Actually, the best bet for a story with some chew to it isn’t even a player but Saints defensive coordinator Gregg Williams. He’s already got a head start on hype week by talking last week about how he wants his defense to take some shots — cheap or otherwise — at Manning.

The Saints were able to beat the stuffing out of Kurt Warner, then Brett Favre. Not all of the shots were legal, but Williams clearly doesn’t care. He’s said he’s delighted when a quarterback doesn’t get back up after a hit.

The truth is that every defender wants the great quarterback knocked silly. If you’re a Saints fan, you want Manning looking for a foxhole. You want him knocked woozy and groggy and then out of the game. You want to win.

You don’t want him out on a dirty hit. But if you’re a fan, you’ll take it.

Even though that’s the way it works, it’s bad form to say it. That’s where Williams will get eviscerated if he goes on about turning Manning into a grease stain. 

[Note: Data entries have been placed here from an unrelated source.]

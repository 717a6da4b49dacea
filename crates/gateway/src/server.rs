use std::{
    convert::Infallible,
    net::SocketAddr,
    pin::Pin,
    sync::Arc,
    task::{Context, Poll},
};

use {
    axum::{
        Router,
        body::Bytes,
        extract::{Query, State},
        http::{StatusCode, header},
        response::{
            IntoResponse, Json,
            sse::{Event, KeepAlive, Sse},
        },
        routing::{get, post},
    },
    futures::Stream,
    tokio_stream::wrappers::UnboundedReceiverStream,
    tower_http::cors::{Any, CorsLayer},
    tracing::{debug, error, info, warn},
};

use {
    apibridge_config::BridgeConfig,
    apibridge_protocol::SESSION_ID_PARAM,
    apibridge_proxy::McpProxy,
};

use crate::{
    channel::{ServerEvent, SseChannel},
    proxy_service::ProxyBridge,
    registry::Session,
    router::{RouteError, route},
    state::GatewayState,
};

// ── Shared app state ─────────────────────────────────────────────────────────

#[derive(Clone)]
struct AppState {
    gateway: Arc<GatewayState>,
}

// ── Server startup ───────────────────────────────────────────────────────────

/// Build the gateway router (shared between production startup and tests).
pub fn build_gateway_app(state: Arc<GatewayState>) -> Router {
    let cors = CorsLayer::new()
        .allow_origin(Any)
        .allow_methods(Any)
        .allow_headers(Any);

    let sse_path = state.sse_path.clone();
    let messages_path = state.messages_path.clone();

    Router::new()
        .route("/health", get(health_handler))
        .route("/", get(health_handler))
        .route(&sse_path, get(sse_handler))
        .route(&messages_path, post(messages_handler))
        .layer(cors)
        .with_state(AppState { gateway: state })
}

/// Initialize the backend proxy and run the gateway HTTP server.
///
/// An invalid OpenAPI document fails here, before the listener binds; the
/// error carries the full list of validation problems.
pub async fn start_gateway(config: BridgeConfig, spec_path: &std::path::Path) -> anyhow::Result<()> {
    let base_url = config.effective_base_url();
    let proxy = Arc::new(McpProxy::init(spec_path, base_url.as_deref())?);
    let upstream = proxy.server_info().name.clone();
    let tool_count = proxy.tools().len();

    let state = GatewayState::new(&config, Arc::new(ProxyBridge::new(proxy)));
    let app = build_gateway_app(Arc::clone(&state));

    let addr: SocketAddr = format!("{}:{}", config.bind, config.port).parse()?;
    let listener = tokio::net::TcpListener::bind(addr).await?;

    // Startup banner.
    let lines = [
        format!("{} v{}", state.server_name, state.version),
        format!("bridging {upstream} ({tool_count} tools)"),
        format!("sse:      http://{addr}{}", state.sse_path),
        format!(
            "messages: http://{addr}{}?{}=<id>",
            state.messages_path, SESSION_ID_PARAM
        ),
    ];
    let width = lines.iter().map(|l| l.len()).max().unwrap_or(0) + 4;
    info!("┌{}┐", "─".repeat(width));
    for line in &lines {
        info!("│  {:<w$}│", line, w = width - 2);
    }
    info!("└{}┘", "─".repeat(width));

    axum::serve(listener, app).await?;
    Ok(())
}

// ── Handlers ─────────────────────────────────────────────────────────────────

async fn health_handler(State(state): State<AppState>) -> impl IntoResponse {
    Json(serde_json::json!({
        "status": "ok",
        "server": state.gateway.server_name,
        "version": state.gateway.version,
    }))
}

/// Open a stream: allocate a session, attach the bridge, register, and hand
/// the client its message-post endpoint as the first event.
///
/// Everything fallible happens before registration, so a failed open leaves
/// no registry entry behind.
async fn sse_handler(
    State(state): State<AppState>,
) -> Result<impl IntoResponse, (StatusCode, String)> {
    let gateway = state.gateway;

    let (channel, rx) = SseChannel::new();
    let session_id = gateway.registry.allocate();

    let bridge = gateway
        .bridge
        .attach(&session_id, Arc::clone(&channel))
        .await
        .map_err(|e| {
            error!(session = %session_id, error = %e, "bridge attach failed");
            (
                StatusCode::INTERNAL_SERVER_ERROR,
                "failed to attach backend".to_string(),
            )
        })?;

    let session = Session::new(session_id.clone(), Arc::clone(&channel), bridge);
    if let Err(e) = gateway.registry.insert(session) {
        channel.close();
        error!(session = %session_id, error = %e, "session registration failed");
        return Err((StatusCode::INTERNAL_SERVER_ERROR, e.to_string()));
    }

    info!(session = %session_id, "stream established");

    // Handshake: the client learns its session id from this event's URL.
    let endpoint = format!(
        "{}?{}={}",
        gateway.messages_path, SESSION_ID_PARAM, session_id
    );
    if channel.send(ServerEvent::endpoint(endpoint)).is_err() {
        gateway.close_session(&session_id);
        return Err((
            StatusCode::INTERNAL_SERVER_ERROR,
            "stream closed during handshake".to_string(),
        ));
    }

    let stream = SessionStream {
        rx: UnboundedReceiverStream::new(rx),
        _guard: SessionGuard {
            gateway: Arc::clone(&gateway),
            session_id,
        },
    };

    Ok((
        [
            (header::CACHE_CONTROL, "no-cache"),
            (header::CONNECTION, "keep-alive"),
        ],
        Sse::new(stream).keep_alive(KeepAlive::default()),
    ))
}

/// Route one posted message to the session named in the query string.
async fn messages_handler(
    State(state): State<AppState>,
    Query(params): Query<std::collections::HashMap<String, String>>,
    body: Bytes,
) -> impl IntoResponse {
    let session_id = params.get(SESSION_ID_PARAM).map(String::as_str);

    match route(
        &state.gateway.registry,
        session_id,
        &body,
        state.gateway.delivery_timeout,
    )
    .await
    {
        Ok(()) => (StatusCode::ACCEPTED, "Accepted".to_string()),
        Err(e) => {
            match &e {
                // Expected race between disconnect and an in-flight post.
                RouteError::UnknownSession(id) => {
                    debug!(session = %id, "post for unknown session")
                },
                RouteError::MissingSession => debug!("post without session id"),
                RouteError::DeliveryFailed { id, reason } => {
                    warn!(session = %id, reason = %reason, "delivery failed")
                },
            }
            (e.status(), e.to_string())
        },
    }
}

// ── Stream lifecycle ─────────────────────────────────────────────────────────

/// Tears the session down when the response stream is dropped, which is how
/// a client disconnect surfaces.
struct SessionGuard {
    gateway: Arc<GatewayState>,
    session_id: String,
}

impl Drop for SessionGuard {
    fn drop(&mut self) {
        if self.gateway.close_session(&self.session_id) {
            debug!(session = %self.session_id, "stream disconnected");
        }
    }
}

/// The SSE body: drains the session's channel, holding the guard for its
/// lifetime.
struct SessionStream {
    rx: UnboundedReceiverStream<ServerEvent>,
    _guard: SessionGuard,
}

impl Stream for SessionStream {
    type Item = Result<Event, Infallible>;

    fn poll_next(self: Pin<&mut Self>, cx: &mut Context<'_>) -> Poll<Option<Self::Item>> {
        let this = self.get_mut();
        match Pin::new(&mut this.rx).poll_next(cx) {
            Poll::Ready(Some(ev)) => {
                let mut out = Event::default().data(ev.data);
                if let Some(name) = ev.event {
                    out = out.event(name);
                }
                Poll::Ready(Some(Ok(out)))
            },
            Poll::Ready(None) => Poll::Ready(None),
            Poll::Pending => Poll::Pending,
        }
    }
}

Beyond these possibilities, it’s hard to see where any controversy could come from. The Colts couldn’t be baited into a trash-talking war by Jets coach Rex Ryan. They’re not going to go off the rails over anything the Saints are going to say.

And the Saints are too excited to be here and too cognizant of what a victory would mean to their beloved city to do anything to jeopardize that.

It won’t be hard for either team to behave. In case you haven’t noticed, there simply aren’t any more free spirits left in the NFL. The days when a party animal like Jim McMahon can quarterback team to the Super Bowl are 20 years past and they aren’t coming back.

In the old days, you could get by on raw talent. Today, the game is so complicated that talent isn’t enough. Manning spends his entire year working on being a better quarterback. In the offseason, he’ll work out with individual receivers, taking an entire day to work on just three pass patterns and all the variations on them. And he does this day after day.

Manning is supremely talented, but he also studies more and works harder than any quarterback ever has. Other quarterbacks have to do the same to keep up. That doesn’t leave much time for chasing redheads and brunettes, which means Joe Willie Namath wouldn’t find today’s game any fun at all.

Namath hung out at the pool in 1969, chatting with the handful of writers who covered the game. It was at a dinner that he made his famous guarantee, but it didn’t get reported until the next day when reporters asked him if he actually said what he said.

Namath never thought he was saying anything special. Most of the reporters who at first neglected to write about it didn’t think so, either.

Today, reporters gang up on a star and ask point-blank: “Who’s gonna win?” “Are you going to guarantee a win?”

Nobody’s dumb enough to take that bait. No wonder hype week isn’t what it used to be.